Industry experts debate whether the IA Targeted Absolute Return sector is appropriate and outline what investors should expect from the funds within it.

By Jonathan Jones,

Reporter, FE Trustnet

Investors need to understand they can still lose money with absolute return funds, according to industry experts who say too many expect these types of funds to provide guaranteed returns.

The IA Targeted Absolute Return sector was the best-selling sector every quarter last year with annual net retail sales of £5.1bn yet many remain sceptical as to whether investors are aware that the sector does not guarantee positive returns.

On average last year, the sector returned 1.06 per cent to investors, but as the below graph shows the highest (Schroder ISF Emerging Markets Debt Absolute Return) returned 23.77 per cent while the lowest (FP Argonaut Absolute Return) lost 25.63 per cent.

Performance of sector and funds with the highest and lowest returns in 2016

 

Source: FE Analytics

In fact, 38 of the 104 qualifying funds in the sector failed provide a positive return in 2016.

Anna Lane CEO and co-founder of The Wisdom Council, said: “First and foremost I think these types of products have huge appeal because this concept of a return no matter what the market condition is very appealing to consumers, especially if you think about ‘Gen X’ boomers who are looking at steady income streams.

“So people really like the concept. The challenge and certainly the FCA have been looking at this is people understanding that these are not guaranteed.

“We would say that we see absolute appeal for these products and a need for them but what we come across repeatedly is confusion around the term absolute and that in itself is quite is dangerous.”

Chelsea Financial Services managing director Darius McDermott, agrees, noting that the defining what absolute return is the biggest problem for advisors dealing with clients.

“I will go so far as to say that historically I think the investment association have done a bad job with the sector,” he said.

“As it sits there is emerging market debt absolute return, absolute return bond funds, funds that use derivatives, funds that don’t use derivatives and in their wisdom around three years ago the big change the IA made was to change the name of the absolute return sector to the targeted absolute return sector.”


However, not everyone agrees, as AJ Bell head of fund selection Ryan Hughes says there needs to be a greater emphasis on the investor to understand what they are buying into. 

The analyst, who has previously been involved in IA committees, including this sector’s committee, says “everybody can improve and explain things better”.

“If we think back to the premise of the IA sector it is over a rolling 12-month period in any market conditions so I think it’s easy to see why people can get confused,” he said.

“But equally I would suggest that it is important for investors to do their due diligence before they invest in anything and if they don’t understand it or don’t realise that there is a risk that it might not deliver on those positive criteria then there is a chance they’ll lose money.

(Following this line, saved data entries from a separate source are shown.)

//! Where-object input.
//!
//! Accepts filters written as JSON objects:
//!
//! ```json
//! {
//!   "message": { "contains": "est" },
//!   "rating": 5,
//!   "OR": [{ "author_id": 1 }, { "author_id": { "in": [2, 3] } }],
//!   "author": { "existsWhere": { "first_name": { "startsWith": "J" } } }
//! }
//! ```
//!
//! Several keys in one object are conjoined. A bare scalar is shorthand for
//! `equals`; `not: null` means `IS NOT NULL`.

use rowgate_types::{ColumnDef, SchemaDef, SemanticType, TableDef};
use serde_json::Value as Json;

use super::{Condition, Filter, Quantifier, RelationFilter, col};
use crate::error::{Result, RowgateError};
use crate::value::{Value, parse_date};

impl Filter {
    /// Parses a where-object against `table`.
    pub fn from_json(schema: &SchemaDef, table: &str, input: &Json) -> Result<Filter> {
        let table = schema
            .table(table)
            .ok_or_else(|| RowgateError::UnknownTable(table.into()))?;
        parse_object(schema, table, input)
    }
}

fn parse_object(schema: &SchemaDef, table: &TableDef, input: &Json) -> Result<Filter> {
    let Json::Object(object) = input else {
        return Err(RowgateError::Conversion(format!(
            "where clause for {} must be an object, found {}",
            table.name,
            json_type(input)
        )));
    };

    let mut parts = object
        .iter()
        .map(|(key, value)| parse_entry(schema, table, key, value))
        .collect::<Result<Vec<_>>>()?;

    Ok(if parts.len() == 1 {
        parts.remove(0)
    } else {
        Filter::and(parts)
    })
}

fn parse_entry(schema: &SchemaDef, table: &TableDef, key: &str, value: &Json) -> Result<Filter> {
    match key {
        "AND" => Ok(Filter::and(parse_children(schema, table, value)?)),
        "OR" => Ok(Filter::or(parse_children(schema, table, value)?)),
        "NOT" => Ok(Filter::not(parse_children(schema, table, value)?)),
        _ => {
            if let Some(column) = table.column(key) {
                parse_column(table, column, value)
            } else if table.relation(key).is_some() {
                parse_relation(schema, table, key, value)
            } else {
                Err(RowgateError::unknown_field(&table.name, key))
            }
        }
    }
}

fn parse_children(schema: &SchemaDef, table: &TableDef, value: &Json) -> Result<Vec<Filter>> {
    match value {
        Json::Array(items) => items
            .iter()
            .map(|item| parse_object(schema, table, item))
            .collect(),
        other => Ok(vec![parse_object(schema, table, other)?]),
    }
}

fn parse_column(table: &TableDef, column: &ColumnDef, value: &Json) -> Result<Filter> {
    let Json::Object(operators) = value else {
        return Ok(col(column.name.as_str())
            .equals(operand(table, column, value)?)
            .into());
    };

    let mut filter = col(column.name.as_str());
    for (operator, operand_json) in operators {
        filter = filter.condition(parse_condition(table, column, operator, operand_json)?);
    }
    Ok(filter.into())
}

fn parse_condition(
    table: &TableDef,
    column: &ColumnDef,
    operator: &str,
    value: &Json,
) -> Result<Condition> {
    let condition = match operator {
        "equals" => Condition::Equals(operand(table, column, value)?),
        "not" => Condition::NotEquals(operand(table, column, value)?),
        "in" => Condition::In(operand_list(table, column, value)?),
        "notIn" => Condition::NotIn(operand_list(table, column, value)?),
        "lt" => Condition::Lt(operand(table, column, value)?),
        "lte" => Condition::Lte(operand(table, column, value)?),
        "gt" => Condition::Gt(operand(table, column, value)?),
        "gte" => Condition::Gte(operand(table, column, value)?),
        "contains" => Condition::Contains(pattern(table, column, value)?),
        "startsWith" => Condition::StartsWith(pattern(table, column, value)?),
        "endsWith" => Condition::EndsWith(pattern(table, column, value)?),
        other => {
            return Err(RowgateError::Conversion(format!(
                "unknown operator {other} on {}.{}",
                table.name, column.name
            )));
        }
    };
    Ok(condition)
}

fn parse_relation(
    schema: &SchemaDef,
    table: &TableDef,
    name: &str,
    value: &Json,
) -> Result<Filter> {
    let Json::Object(quantifiers) = value else {
        return Err(RowgateError::Conversion(format!(
            "relation filter {}.{name} must be an object",
            table.name
        )));
    };
    let target = table
        .relation(name)
        .map(|relation| relation.target.as_str())
        .and_then(|target| schema.table(target))
        .ok_or_else(|| RowgateError::UnknownTable(name.into()))?;

    let mut parts = quantifiers
        .iter()
        .map(|(key, nested)| {
            let quantifier = match key.as_str() {
                "whereEvery" => Quantifier::Every,
                "existsWhere" => Quantifier::Exists,
                "notExistsWhere" => Quantifier::NotExists,
                other => {
                    return Err(RowgateError::Conversion(format!(
                        "unknown relation filter {other} on {}.{name}",
                        table.name
                    )));
                }
            };
            Ok(Filter::Relation(RelationFilter {
                relation: name.into(),
                quantifier,
                filter: Box::new(parse_object(schema, target, nested)?),
            }))
        })
        .collect::<Result<Vec<_>>>()?;

    Ok(if parts.len() == 1 {
        parts.remove(0)
    } else {
        Filter::and(parts)
    })
}

/// Converts a JSON scalar into a value, resolving ISO strings for date columns.
fn operand(table: &TableDef, column: &ColumnDef, value: &Json) -> Result<Value> {
    let converted = match value {
        Json::Null => Value::Null,
        Json::Bool(flag) => Value::Boolean(*flag),
        Json::Number(number) => match (number.as_i64(), number.as_f64()) {
            (Some(integer), _) => Value::Integer(integer),
            (None, Some(real)) => Value::Real(real),
            (None, None) => {
                return Err(RowgateError::Conversion(format!(
                    "number {number} out of range for {}.{}",
                    table.name, column.name
                )));
            }
        },
        Json::String(text) if column.semantic == SemanticType::Date => match parse_date(text) {
            Some(date) => Value::Date(date),
            None => Value::Text(text.clone()),
        },
        Json::String(text) => Value::Text(text.clone()),
        Json::Array(_) | Json::Object(_) => {
            return Err(RowgateError::type_mismatch(
                &table.name,
                &column.name,
                column.semantic,
                json_type(value),
            ));
        }
    };
    Ok(converted)
}

fn operand_list(table: &TableDef, column: &ColumnDef, value: &Json) -> Result<Vec<Value>> {
    let Json::Array(items) = value else {
        return Err(RowgateError::type_mismatch(
            &table.name,
            &column.name,
            column.semantic,
            json_type(value),
        ));
    };
    items
        .iter()
        .map(|item| operand(table, column, item))
        .collect()
}

fn pattern(table: &TableDef, column: &ColumnDef, value: &Json) -> Result<String> {
    match value {
        Json::String(text) => Ok(text.clone()),
        other => Err(RowgateError::type_mismatch(
            &table.name,
            &column.name,
            SemanticType::String,
            json_type(other),
        )),
    }
}

const fn json_type(value: &Json) -> &'static str {
    match value {
        Json::Null => "null",
        Json::Bool(_) => "boolean",
        Json::Number(_) => "number",
        Json::String(_) => "string",
        Json::Array(_) => "array",
        Json::Object(_) => "object",
    }
}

“The first line of the IA’s absolute return definition says ‘funds managed with the aim of providing positive returns in any market condition. But returns are not guaranteed so it couldn’t be any clearer from the IA that there is risk inherent in these funds.

“But it’s a tough one because the IA has got a tricky job in grouping funds like this together when it knows that there is no perfect way of doing it so I do think there is a strong emphasis on the potential investor to understand what they are buying.”

While the IA confirms that the returns are not guaranteed, it is easy for investors to be confused, but the experts say there are some aspects investors should be able to expect from an absolute return fund.

McDermott said: “I am old enough to remember when hedge fund strategies, and most of these are hedge fund strategies, were not available to the consumer and you had to have a minimum of £100,000, which is not a typical buying order for my type of client, but why shouldn’t all clients have access to lower volatility strategies. 

“Strategies that over time and most of the time should make positive returns even if they are modest positive returns.

“It’s all about diversification within a portfolio and trying to educate clients that that’s what they sit there for.

“Any fund that can make 40 per cent in a year and lose 18 per cent in a month should not sit in this sector, yet it does and that is just not comparable to what some do.”


One such fund is the five crown-rated SVS Church House Tenax Absolute Return Strategies run by James Mahon and FE Alpha Manager Jeremy Wharton.

The £82m fund has returned 27.71 per cent over the last five years, making a positive return in every year since 2011.

Performance of fund vs benchmark over 5yrs

 

Source: FE Analytics

Fund manager Mahon said: “Our approach has been that we had a need for our own private clients for a particular instrument so that’s what we designed for a particular job.

“When Jeremy and I put this fund together in 2007 we were concerned about the state of markets and we had one particular client who had come into a lot of money and we wanted to put in place something that would take a low-risk, absolute approach that would therefore provide a bedrock to the portfolio.

“As far as I’m concerned an absolute return fund that is appropriate for private client portfolios needs to comply with three rules.

“Rule one is has it got a target that is aiming to beat cash or inflation whichever is the highest at the time – a simple absolute target.

“Rule two – is that an objective that is always there – is it there on a rolling 12 month basis – is it something you are always trying to achieve.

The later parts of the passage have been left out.